The Role of Every Individual in Supporting Elephant Protection
The good news is that every one of us can play a role in getting us closer to a world in which widespread public awe and respect for elephants is codified into our laws. We can start by not patronizing institutions that profit from elephant suffering and educating our family and friends about these animals and what they endure. We can also reach out to our city council members and county commissioners to ask them to follow in the footsteps of the many jurisdictions that have banned traveling elephant (and other animal) acts.
The Humane Society of the United States (now Humane World for Animals) created an extensive, step-by-step guide to help advocates pass such ordinances in their communities. If your local government has already banned traveling animal acts, or if none come to your town, you could go even further and work to enact an ordinance modeled on Ojai’s that prohibits elephant captivity. Similar measures can be pursued at the state level as well, especially if local jurisdictions within the state have already made strides.

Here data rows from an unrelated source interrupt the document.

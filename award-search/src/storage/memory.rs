///! In-memory store, for tests and dry runs
use std::collections::HashMap;

use award_common::{Award, Query, RouteKey};

use crate::engine::SearchResults;
use crate::error::StorageError;

use super::{
    build_route_map, RequestId, RouteHistory, Storage, StoredAward, StoredRequest,
};

#[derive(Debug, Default)]
pub struct MemoryStore {
    next_request_id: RequestId,
    pub requests: Vec<StoredRequest>,
    pub awards: Vec<StoredAward>,
}

impl MemoryStore {
    pub fn new() -> Self {
        Self {
            next_request_id: 1,
            ..Self::default()
        }
    }
}

impl Storage for MemoryStore {
    fn find(&self, query: &Query) -> Result<HashMap<RouteKey, RouteHistory>, StorageError> {
        Ok(build_route_map(query, &self.requests, &self.awards))
    }

    fn save_request(&mut self, results: &SearchResults) -> Result<RequestId, StorageError> {
        let query = &results.query;
        let id = self.next_request_id;
        self.next_request_id += 1;
        self.requests.push(StoredRequest {
            id,
            engine: query.engine.clone(),
            partners: query.partners,
            from_city: query.from_city.clone(),
            to_city: query.to_city.clone(),
            depart_date: query.depart_date,
            return_date: query.return_date,
            cabin: query.cabin,
            quantity: query.quantity,
            received_at: chrono::Utc::now(),
        });
        Ok(id)
    }

    fn save_awards(&mut self, request_id: RequestId, awards: &[Award]) -> Result<(), StorageError> {
        for award in awards {
            self.awards.push(StoredAward::from_award(request_id, award));
        }
        Ok(())
    }

    fn close(&mut self) -> Result<(), StorageError> {
        Ok(())
    }
}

And let’s not forget the possibility of federal protection. Animal protection is one of the few remaining bipartisan issues, and more than 50 other countries have already banned or restricted traveling animal acts at the national level. In 2022, despite extensive legislative gridlock, animal advocates successfully persuaded Congress to enact the Big Cat Public Safety Act, which prohibits private ownership and public interactions with big cats. Bills to ban traveling wild animal acts have been introduced at the federal level in the past and, with persistence, could meet similar success.